A subring S of a ring R is (as you might guess) a subset of the ring that’s still a ring, using the same operations. It’s got the sum of any two of its elements, the products, the negatives… In particular it has to be a subgroup of the additive group structure. Even better, since this is an abelian group any subgroup is normal, so we don’t have to worry about that holding us back.

Since (forgetting all but the additive structure) the ring is a group and the subring is a subgroup, we can slice R into cosets of S. I’ll write a general one as r+S, since the group is additive. Recall that this is the collection of elements of R we get by adding r to every element of S. Now, since S is a normal subgroup of R (additive structure only) there’s clearly an abelian group structure on the set of cosets. This is just how we made the quotient group before. But we also want a multiplication on the set of cosets.

Well, the obvious way to multiply cosets r+S and r'+S is to use rr'+S. But as usual we have to be careful that our choice of representative doesn’t throw us off. What if we chose r+s and r'+s' instead of r and r', where s and s' are in S? Then we get the coset rr'+sr'+rs'+ss'+S. If this is going to be the same as rr'+S, we’d better have a few things cancel.

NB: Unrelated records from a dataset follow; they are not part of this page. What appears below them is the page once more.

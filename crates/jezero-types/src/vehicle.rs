//! Vehicle identifiers and the six named geometry slots.
//!
//! Each slot is one GeoJSON resource published by the data backend. A slot
//! knows its fixed resource filename, the vehicle it describes, and whether
//! it holds waypoints, a traversed path, or the current position.

use core::fmt;
use core::str::FromStr;

use serde::{Deserialize, Serialize};
use ts_rs::TS;

use crate::imagery::CameraGroup;

// ---------------------------------------------------------------------------
// Vehicle
// ---------------------------------------------------------------------------

/// One of the two exploration vehicles tracked on the map.
#[derive(Debug, Clone, Copy, PartialEq, Eq, PartialOrd, Ord, Hash, Serialize, Deserialize, TS)]
#[serde(rename_all = "lowercase")]
#[ts(export, export_to = "bindings/")]
pub enum Vehicle {
    /// The Perseverance rover.
    Perseverance,
    /// The Ingenuity helicopter.
    Ingenuity,
}

impl Vehicle {
    /// Both vehicles, rover first.
    pub const ALL: [Self; 2] = [Self::Perseverance, Self::Ingenuity];

    /// Lowercase identifier used on the wire and in resource filenames.
    pub const fn as_str(self) -> &'static str {
        match self {
            Self::Perseverance => "perseverance",
            Self::Ingenuity => "ingenuity",
        }
    }

    /// Camera groups whose imagery belongs to this vehicle.
    ///
    /// The rover carries engineering and science cameras; the helicopter
    /// only its own navigation and color cameras.
    pub const fn camera_groups(self) -> &'static [CameraGroup] {
        match self {
            Self::Perseverance => &[CameraGroup::Engineering, CameraGroup::Science],
            Self::Ingenuity => &[CameraGroup::Helicopter],
        }
    }

    /// The three slots describing this vehicle.
    pub const fn slots(self) -> [Slot; 3] {
        match self {
            Self::Perseverance => [
                Slot::PerseveranceWaypoints,
                Slot::PerseverancePath,
                Slot::PerseveranceCurrent,
            ],
            Self::Ingenuity => [
                Slot::IngenuityWaypoints,
                Slot::IngenuityPath,
                Slot::IngenuityCurrent,
            ],
        }
    }
}

impl fmt::Display for Vehicle {
    fn fmt(&self, f: &mut fmt::Formatter<'_>) -> fmt::Result {
        f.write_str(self.as_str())
    }
}

/// Error returned when a string does not name a known vehicle or slot.
#[derive(Debug, Clone, PartialEq, Eq, thiserror::Error)]
pub enum ParseIdentError {
    /// The input is not `perseverance` or `ingenuity`.
    #[error("unknown vehicle: {0}")]
    Vehicle(String),

    /// The input is neither a slot name nor a slot resource filename.
    #[error("unknown geometry slot: {0}")]
    Slot(String),
}

impl FromStr for Vehicle {
    type Err = ParseIdentError;

    fn from_str(s: &str) -> Result<Self, Self::Err> {
        Self::ALL
            .into_iter()
            .find(|v| v.as_str().eq_ignore_ascii_case(s))
            .ok_or_else(|| ParseIdentError::Vehicle(s.to_owned()))
    }
}

// ---------------------------------------------------------------------------
// Slot
// ---------------------------------------------------------------------------

/// What a slot's collection describes.
#[derive(Debug, Clone, Copy, PartialEq, Eq, Hash, Serialize, Deserialize, TS)]
#[serde(rename_all = "lowercase")]
#[ts(export, export_to = "bindings/")]
pub enum SlotKind {
    /// Per-sol stopping points.
    Waypoints,
    /// Line geometry of the traversed route.
    Path,
    /// The latest known position.
    Current,
}

/// One of the six named geometry-collection fields of a
/// [`GeoDataset`](crate::GeoDataset).
#[derive(Debug, Clone, Copy, PartialEq, Eq, PartialOrd, Ord, Hash, Serialize, Deserialize, TS)]
#[serde(rename_all = "camelCase")]
#[ts(export, export_to = "bindings/")]
pub enum Slot {
    /// Rover waypoints (`perseverance-waypoints.json`).
    PerseveranceWaypoints,
    /// Rover traverse (`perseverance-path.json`).
    PerseverancePath,
    /// Rover current position (`perseverance-current.json`).
    PerseveranceCurrent,
    /// Helicopter flight waypoints (`ingenuity-waypoints.json`).
    IngenuityWaypoints,
    /// Helicopter flight path (`ingenuity-path.json`).
    IngenuityPath,
    /// Helicopter current position (`ingenuity-current.json`).
    IngenuityCurrent,
}

impl Slot {
    /// All six slots in canonical order.
    pub const ALL: [Self; 6] = [
        Self::PerseveranceWaypoints,
        Self::PerseverancePath,
        Self::PerseveranceCurrent,
        Self::IngenuityWaypoints,
        Self::IngenuityPath,
        Self::IngenuityCurrent,
    ];

    /// Camel-case field name, as used in the dataset payload.
    pub const fn name(self) -> &'static str {
        match self {
            Self::PerseveranceWaypoints => "perseveranceWaypoints",
            Self::PerseverancePath => "perseverancePath",
            Self::PerseveranceCurrent => "perseveranceCurrent",
            Self::IngenuityWaypoints => "ingenuityWaypoints",
            Self::IngenuityPath => "ingenuityPath",
            Self::IngenuityCurrent => "ingenuityCurrent",
        }
    }

    /// Fixed resource filename served under the `geojson/` path.
    pub const fn filename(self) -> &'static str {
        match self {
            Self::PerseveranceWaypoints => "perseverance-waypoints.json",
            Self::PerseverancePath => "perseverance-path.json",
            Self::PerseveranceCurrent => "perseverance-current.json",
            Self::IngenuityWaypoints => "ingenuity-waypoints.json",
            Self::IngenuityPath => "ingenuity-path.json",
            Self::IngenuityCurrent => "ingenuity-current.json",
        }
    }

    /// The vehicle this slot describes.
    pub const fn vehicle(self) -> Vehicle {
        match self {
            Self::PerseveranceWaypoints | Self::PerseverancePath | Self::PerseveranceCurrent => {
                Vehicle::Perseverance
            }
            Self::IngenuityWaypoints | Self::IngenuityPath | Self::IngenuityCurrent => {
                Vehicle::Ingenuity
            }
        }
    }

    /// Whether the slot holds waypoints, a path, or the current position.
    pub const fn kind(self) -> SlotKind {
        match self {
            Self::PerseveranceWaypoints | Self::IngenuityWaypoints => SlotKind::Waypoints,
            Self::PerseverancePath | Self::IngenuityPath => SlotKind::Path,
            Self::PerseveranceCurrent | Self::IngenuityCurrent => SlotKind::Current,
        }
    }
}

impl fmt::Display for Slot {
    fn fmt(&self, f: &mut fmt::Formatter<'_>) -> fmt::Result {
        f.write_str(self.name())
    }
}

impl FromStr for Slot {
    type Err = ParseIdentError;

    /// Accepts either the camel-case slot name or the resource filename.
    fn from_str(s: &str) -> Result<Self, Self::Err> {
        Self::ALL
            .into_iter()
            .find(|slot| slot.name() == s || slot.filename() == s)
            .ok_or_else(|| ParseIdentError::Slot(s.to_owned()))
    }
}
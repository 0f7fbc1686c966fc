//! Jezero traverse map service.
//!
//! Wires the geometry gateway, the process-wide state store, and the
//! observer server together.
//!
//! # Startup Sequence
//!
//! 1. Load configuration from `jezero.yaml` (or `$JEZERO_CONFIG`)
//! 2. Initialize structured logging (tracing)
//! 3. Create the state store
//! 4. Build the configured geometry gateway and the orchestrator
//! 5. Issue the initial load intent, if the view guard allows it
//! 6. Serve the observer API until the process is terminated

mod config;
mod error;

use std::path::PathBuf;
use std::sync::Arc;

use jezero_acquire::{Orchestrator, create_gateway};
use jezero_observer::{AppState, start_server};
use jezero_store::Store;
use tracing::info;
use tracing_subscriber::EnvFilter;

use crate::config::{CONFIG_PATH_VAR, DEFAULT_CONFIG_PATH, LogFormat, LoggingConfig, ViewerConfig};
use crate::error::ViewerError;

/// Application entry point.
///
/// # Errors
///
/// Returns an error if configuration is invalid, the gateway cannot be
/// built, or the observer server fails.
#[tokio::main]
async fn main() -> Result<(), ViewerError> {
    // 1. Load configuration. Logging depends on it, so errors here are
    //    reported by the runtime rather than through tracing.
    let config_path = std::env::var(CONFIG_PATH_VAR)
        .map_or_else(|_| PathBuf::from(DEFAULT_CONFIG_PATH), PathBuf::from);
    let config = ViewerConfig::load(&config_path)?;

    // 2. Initialize structured logging.
    init_tracing(&config.logging);
    info!(
        config_path = %config_path.display(),
        origin = config.gateway.origin,
        source = ?config.gateway.source,
        timeout_ms = config.gateway.timeout_ms,
        "jezero-viewer starting"
    );

    // 3. Create the store.
    let store = Store::new();

    // 4. Build gateway and orchestrator.
    let gateway = create_gateway(&config.gateway)?;
    info!(gateway = gateway.name(), "Geometry gateway ready");
    let orchestrator = Orchestrator::new(gateway, store.clone());

    // 5. Initial load, guarded the same way a view guards it.
    if config.load_on_startup && store.read(jezero_store::LifecycleState::should_request_load) {
        let task = orchestrator.spawn_load();
        info!(episode = %task.episode, "Initial load dispatched");
    }

    // 6. Serve.
    let state = Arc::new(AppState::new(orchestrator));
    start_server(&config.server, state).await?;

    Ok(())
}

/// Install the global tracing subscriber.
///
/// `RUST_LOG` wins over the configured level.
fn init_tracing(logging: &LoggingConfig) {
    let filter =
        EnvFilter::try_from_default_env().unwrap_or_else(|_| EnvFilter::new(&logging.level));
    let builder = tracing_subscriber::fmt()
        .with_env_filter(filter)
        .with_target(true);
    match logging.format {
        LogFormat::Pretty => builder.init(),
        LogFormat::Json => builder.json().init(),
    }
}
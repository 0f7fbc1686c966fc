//! Shared data model for the Jezero traverse map.
//!
//! Everything the acquisition layer fetches and the state store holds is
//! defined here. Types derive `ts-rs` so the map view can consume the same
//! shapes as generated `TypeScript` bindings.
//!
//! # Modules
//!
//! - [`vehicle`] -- Vehicles and the six named geometry slots
//! - [`geo`] -- GeoJSON features and feature collections
//! - [`dataset`] -- The six-slot [`GeoDataset`] and its store wrapper
//! - [`imagery`] -- Per-sol raw image URLs grouped by camera

pub mod dataset;
pub mod geo;
pub mod imagery;
pub mod vehicle;

// Re-export all public types at crate root for convenience.
pub use dataset::{AppData, GeoDataset};
pub use geo::{
    Feature, FeatureCollection, FeatureCollectionType, FeatureType, Geometry, Position, Properties,
};
pub use imagery::{
    CameraGroup, DatasetImages, EngineeringCameras, HelicopterCameras, ScienceCameras, SolImages,
};
pub use vehicle::{ParseIdentError, Slot, SlotKind, Vehicle};
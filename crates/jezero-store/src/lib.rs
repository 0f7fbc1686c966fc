//! Application state for the Jezero traverse map.
//!
//! The store holds a single observable [`LifecycleState`] (loading flag,
//! last error, merged geometry data) that changes only through declared
//! [`Transition`]s folded in by the pure [`reduce`] function. Selection of
//! the focused feature lives separately in [`SelectionState`].
//!
//! # Modules
//!
//! - [`state`] -- The lifecycle state slice
//! - [`transition`] -- Transition messages and typed partial updates
//! - [`reducer`] -- The pure reducer
//! - [`store`] -- The observable container with episode supersession
//! - [`selection`] -- Focused feature/vehicle pair

pub mod reducer;
pub mod selection;
pub mod state;
pub mod store;
pub mod transition;

pub use reducer::reduce;
pub use selection::{Focus, SelectionSnapshot, SelectionState};
pub use state::LifecycleState;
pub use store::{EpisodeId, Store, StoreEvent};
pub use transition::{ErrorUpdate, SuccessPayload, Transition, TransitionKind};
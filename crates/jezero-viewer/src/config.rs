//! Configuration loading for the viewer.
//!
//! The configuration lives in `jezero.yaml` (or the file named by
//! `JEZERO_CONFIG`). Every section and field has a default, so a missing
//! file or an empty document yields a working setup that talks to a
//! geometry service on `localhost:8000`.

use std::path::Path;

use jezero_acquire::{GatewayConfig, GatewaySource};
use jezero_observer::ServerConfig;
use serde::Deserialize;

/// Environment variable naming the config file.
pub const CONFIG_PATH_VAR: &str = "JEZERO_CONFIG";

/// Config file used when [`CONFIG_PATH_VAR`] is unset.
pub const DEFAULT_CONFIG_PATH: &str = "jezero.yaml";

/// Errors that can occur when loading configuration.
#[derive(Debug, thiserror::Error)]
pub enum ConfigError {
    /// Failed to read the configuration file from disk.
    #[error("failed to read config file: {source}")]
    Io {
        /// The underlying I/O error.
        #[from]
        source: std::io::Error,
    },

    /// Failed to parse YAML content.
    #[error("failed to parse config YAML: {source}")]
    Yaml {
        /// The underlying YAML parse error.
        source: serde_yml::Error,
    },

    /// A value (usually from the environment) is out of range.
    #[error("invalid config value: {0}")]
    Invalid(String),
}

impl From<serde_yml::Error> for ConfigError {
    fn from(source: serde_yml::Error) -> Self {
        Self::Yaml { source }
    }
}

/// Log output format.
#[derive(Debug, Clone, Copy, Default, PartialEq, Eq, Deserialize)]
#[serde(rename_all = "lowercase")]
pub enum LogFormat {
    /// Human-readable lines.
    #[default]
    Pretty,
    /// One JSON object per event.
    Json,
}

/// Logging configuration.
#[derive(Debug, Clone, PartialEq, Eq, Deserialize)]
pub struct LoggingConfig {
    /// Default filter when `RUST_LOG` is unset (trace, debug, info, warn, error).
    #[serde(default = "default_log_level")]
    pub level: String,

    /// Output format.
    #[serde(default)]
    pub format: LogFormat,
}

impl Default for LoggingConfig {
    fn default() -> Self {
        Self {
            level: default_log_level(),
            format: LogFormat::default(),
        }
    }
}

fn default_log_level() -> String {
    "info".to_owned()
}

/// Top-level viewer configuration, mirroring `jezero.yaml`.
#[derive(Debug, Clone, PartialEq, Eq, Deserialize)]
pub struct ViewerConfig {
    /// Where geometry documents come from.
    #[serde(default)]
    pub gateway: GatewayConfig,

    /// Observer server bind address.
    #[serde(default)]
    pub server: ServerConfig,

    /// Logging setup.
    #[serde(default)]
    pub logging: LoggingConfig,

    /// Issue a load intent as soon as the store is up.
    #[serde(default = "default_load_on_startup")]
    pub load_on_startup: bool,
}

impl Default for ViewerConfig {
    fn default() -> Self {
        Self {
            gateway: GatewayConfig::default(),
            server: ServerConfig::default(),
            logging: LoggingConfig::default(),
            load_on_startup: default_load_on_startup(),
        }
    }
}

const fn default_load_on_startup() -> bool {
    true
}

impl ViewerConfig {
    /// Load configuration from `path`, falling back to defaults when the
    /// file does not exist, then apply environment overrides.
    ///
    /// # Errors
    ///
    /// Returns [`ConfigError`] if the file exists but cannot be read or
    /// parsed, or an override is invalid.
    pub fn load(path: &Path) -> Result<Self, ConfigError> {
        let mut config = if path.exists() {
            Self::from_file(path)?
        } else {
            Self::default()
        };
        config.apply_overrides(|key| std::env::var(key).ok())?;
        Ok(config)
    }

    /// Load configuration from a YAML file, without overrides.
    ///
    /// # Errors
    ///
    /// Returns [`ConfigError::Io`] if the file cannot be read, or
    /// [`ConfigError::Yaml`] if the content is not valid YAML.
    pub fn from_file(path: &Path) -> Result<Self, ConfigError> {
        let contents = std::fs::read_to_string(path)?;
        Self::parse(&contents)
    }

    /// Parse configuration from a YAML string, without overrides.
    ///
    /// # Errors
    ///
    /// Returns [`ConfigError::Yaml`] if the string is not valid YAML.
    pub fn parse(yaml: &str) -> Result<Self, ConfigError> {
        if yaml.trim().is_empty() {
            return Ok(Self::default());
        }
        Ok(serde_yml::from_str(yaml)?)
    }

    /// Apply overrides from a variable lookup (the process environment in
    /// production):
    ///
    /// - `JEZERO_ORIGIN` overrides `gateway.origin`
    /// - `JEZERO_DATA_DIR` overrides `gateway.directory` and selects the
    ///   directory source
    /// - `JEZERO_PORT` overrides `server.port`
    /// - `JEZERO_LOG_FORMAT` overrides `logging.format` (`pretty` or `json`)
    ///
    /// # Errors
    ///
    /// Returns [`ConfigError::Invalid`] for an unparseable port or format.
    pub fn apply_overrides(
        &mut self,
        lookup: impl Fn(&str) -> Option<String>,
    ) -> Result<(), ConfigError> {
        if let Some(origin) = lookup("JEZERO_ORIGIN") {
            self.gateway.origin = origin;
        }
        if let Some(dir) = lookup("JEZERO_DATA_DIR") {
            self.gateway.directory = dir.into();
            self.gateway.source = GatewaySource::Directory;
        }
        if let Some(port) = lookup("JEZERO_PORT") {
            self.server.port = port
                .parse()
                .map_err(|e| ConfigError::Invalid(format!("JEZERO_PORT={port}: {e}")))?;
        }
        if let Some(format) = lookup("JEZERO_LOG_FORMAT") {
            self.logging.format = match format.to_lowercase().as_str() {
                "pretty" => LogFormat::Pretty,
                "json" => LogFormat::Json,
                other => {
                    return Err(ConfigError::Invalid(format!(
                        "JEZERO_LOG_FORMAT={other}: expected pretty or json"
                    )));
                }
            };
        }
        Ok(())
    }
}

#[cfg(test)]
mod tests {
    #![allow(clippy::unwrap_used)]

    use std::collections::BTreeMap;
    use std::path::PathBuf;

    use super::*;

    fn env(pairs: &[(&str, &str)]) -> impl Fn(&str) -> Option<String> {
        let map: BTreeMap<String, String> = pairs
            .iter()
            .map(|(k, v)| ((*k).to_owned(), (*v).to_owned()))
            .collect();
        move |key| map.get(key).cloned()
    }

    #[test]
    fn empty_document_gives_defaults() {
        let config = ViewerConfig::parse("").unwrap();
        assert_eq!(config, ViewerConfig::default());
        assert!(config.load_on_startup);
        assert_eq!(config.gateway.timeout_ms, 30_000);
        assert_eq!(config.server.port, 8080);
        assert_eq!(config.logging.format, LogFormat::Pretty);
    }

    #[test]
    fn partial_sections_keep_other_defaults() {
        let yaml = r"
gateway:
  origin: https://mars.example.org
  timeout_ms: 5000
server:
  port: 9090
logging:
  format: json
load_on_startup: false
";
        let config = ViewerConfig::parse(yaml).unwrap();
        assert_eq!(config.gateway.origin, "https://mars.example.org");
        assert_eq!(config.gateway.path_prefix, "mars-20/api");
        assert_eq!(config.gateway.timeout_ms, 5_000);
        assert_eq!(config.server.host, "0.0.0.0");
        assert_eq!(config.server.port, 9090);
        assert_eq!(config.logging.format, LogFormat::Json);
        assert_eq!(config.logging.level, "info");
        assert!(!config.load_on_startup);
    }

    #[test]
    fn unknown_source_is_yaml_error() {
        let err = ViewerConfig::parse("gateway:\n  source: carrier-pigeon\n").unwrap_err();
        assert!(matches!(err, ConfigError::Yaml { .. }));
    }

    #[test]
    fn overrides_replace_values() {
        let mut config = ViewerConfig::default();
        config
            .apply_overrides(env(&[
                ("JEZERO_ORIGIN", "http://10.0.0.5:8000"),
                ("JEZERO_DATA_DIR", "/srv/mars/data"),
                ("JEZERO_PORT", "3000"),
                ("JEZERO_LOG_FORMAT", "JSON"),
            ]))
            .unwrap();

        assert_eq!(config.gateway.origin, "http://10.0.0.5:8000");
        assert_eq!(config.gateway.directory, PathBuf::from("/srv/mars/data"));
        assert_eq!(config.gateway.source, GatewaySource::Directory);
        assert_eq!(config.server.port, 3000);
        assert_eq!(config.logging.format, LogFormat::Json);
    }

    #[test]
    fn invalid_overrides_are_rejected() {
        let mut config = ViewerConfig::default();
        let err = config
            .apply_overrides(env(&[("JEZERO_PORT", "eighty")]))
            .unwrap_err();
        assert!(matches!(err, ConfigError::Invalid(_)));

        let err = config
            .apply_overrides(env(&[("JEZERO_LOG_FORMAT", "xml")]))
            .unwrap_err();
        assert!(matches!(err, ConfigError::Invalid(_)));
    }

    #[test]
    fn loads_from_file_and_tolerates_missing_file() {
        let dir = tempfile::tempdir().unwrap();
        let path = dir.path().join("jezero.yaml");
        std::fs::write(&path, "gateway:\n  source: directory\n  directory: fixtures\n").unwrap();

        let config = ViewerConfig::from_file(&path).unwrap();
        assert_eq!(config.gateway.source, GatewaySource::Directory);
        assert_eq!(config.gateway.directory, PathBuf::from("fixtures"));

        let missing = ViewerConfig::from_file(&dir.path().join("absent.yaml")).unwrap_err();
        assert!(matches!(missing, ConfigError::Io { .. }));
    }
}
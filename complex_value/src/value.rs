//! Complex value type
//!
//! A plain two-field value: real part `re` and imaginary part `im`, both
//! IEEE-754 doubles. There is no normalization and no NaN/Inf policy; every
//! operation follows native floating-point semantics.

use std::fmt;
use std::io::{self, Write};

use num_traits::{One, Zero};

/// Complex number `re + im·i`
///
/// `Copy` gives the value semantics of the type: assignment and argument
/// passing duplicate both fields, and no two bindings ever alias.
///
/// There is deliberately no conversion from `Complex` into `f64`. Code that
/// wants the modulus asks for it with [`Complex::magnitude`].
#[derive(Debug, Clone, Copy, PartialEq, Default)]
pub struct Complex {
    /// Real part
    pub re: f64,
    /// Imaginary part
    pub im: f64,
}

impl Complex {
    /// `0+0i`
    pub const ZERO: Complex = Complex { re: 0.0, im: 0.0 };
    /// `1+0i`
    pub const ONE: Complex = Complex { re: 1.0, im: 0.0 };
    /// Imaginary unit `0+1i`
    pub const I: Complex = Complex { re: 0.0, im: 1.0 };

    /// Create a complex value from its real and imaginary parts
    #[inline]
    pub const fn new(re: f64, im: f64) -> Self {
        Complex { re, im }
    }

    /// Create a complex value with a zero imaginary part
    #[inline]
    pub const fn real(re: f64) -> Self {
        Complex { re, im: 0.0 }
    }

    /// Overwrite both parts
    #[inline]
    pub fn set(&mut self, re: f64, im: f64) {
        self.re = re;
        self.im = im;
    }

    /// Assign a real scalar: the real part takes `value` and any previous
    /// imaginary part is discarded.
    #[inline]
    pub fn assign_scalar(&mut self, value: f64) {
        self.re = value;
        self.im = 0.0;
    }

    /// Modulus `sqrt(re² + im²)`
    ///
    /// Computed directly, without `hypot` rescaling, so very large parts
    /// overflow to `+Inf`. `NaN` in either part yields `NaN`.
    #[inline]
    pub fn magnitude(&self) -> f64 {
        self.norm_sqr().sqrt()
    }

    /// Squared modulus `re² + im²`
    #[inline]
    pub fn norm_sqr(&self) -> f64 {
        self.re * self.re + self.im * self.im
    }

    /// Complex conjugate `re - im·i`
    #[inline]
    pub fn conj(&self) -> Self {
        Complex::new(self.re, -self.im)
    }

    /// True when both parts are finite
    pub fn is_finite(&self) -> bool {
        self.re.is_finite() && self.im.is_finite()
    }

    /// True when either part is NaN
    pub fn is_nan(&self) -> bool {
        self.re.is_nan() || self.im.is_nan()
    }

    /// Write the textual form (see the `Display` impl) to an output stream.
    pub fn write_to<W: Write>(&self, out: &mut W) -> io::Result<()> {
        write!(out, "{}", self)
    }
}

// ========== From implementations ==========

impl From<f64> for Complex {
    fn from(re: f64) -> Self {
        Complex::real(re)
    }
}

impl From<(f64, f64)> for Complex {
    fn from((re, im): (f64, f64)) -> Self {
        Complex::new(re, im)
    }
}

// ========== num-traits identities ==========

impl Zero for Complex {
    fn zero() -> Self {
        Complex::ZERO
    }

    fn is_zero(&self) -> bool {
        self.re == 0.0 && self.im == 0.0
    }
}

impl One for Complex {
    fn one() -> Self {
        Complex::ONE
    }
}

// ========== Display implementation ==========

/// Formats as `<re><sign><im>i`, e.g. `3+4i` and `3-4i`.
///
/// A `+` is written whenever `im < 0.0` is false, which includes `-0.0`
/// (printed as `3+-0i`) and `NaN`. A negative imaginary part carries its own
/// `-`. A precision (`{:.2}`) applies to both parts.
impl fmt::Display for Complex {
    fn fmt(&self, f: &mut fmt::Formatter<'_>) -> fmt::Result {
        let sign = if self.im < 0.0 { "" } else { "+" };
        match f.precision() {
            Some(prec) => write!(f, "{:.*}{}{:.*}i", prec, self.re, sign, prec, self.im),
            None => write!(f, "{}{}{}i", self.re, sign, self.im),
        }
    }
}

For one thing, pick s'=0, which is in every subring. Now to have rr'+S=rr'+sr'+S we have to require that sr' land back in S for any s in the subring S and any r' at all in the ring R. That is, S has to not only contain all the products of its elements, but their products sr' with any other elements of R. If we pick s=0 we can see that rs' also has to be in S, so we have to have those products as well to make multiplication of cosets make sense.

This special kind of subring we call an “ideal”. To restate: an ideal I of a ring R is a subgroup of the additive structure of R which contains all products on either side with any element of R. Some authors further distinguish “left ideals” and “right ideals”, which contain products with an arbitrary element of R on the left side or the right side, respectively. Our ideal is then both a left and a right ideal. Of course, for a commutative ring all ideals are two-sided like this.

At first glance it rather seems like an ideal has to contain an awful lot of the ring, and often it does. Still, enough is left over to be interesting, as we’ll see.

April 5, 2007 - Posted by | Ring theory

4 Comments »

  1. […] way requires examining R[x]/(PR[x]), where P is a prime ideal in R. We haven’t defined such quotient rings, but we’ll freely link/steal the two results we need from the blogosphere. Since P is a prime […]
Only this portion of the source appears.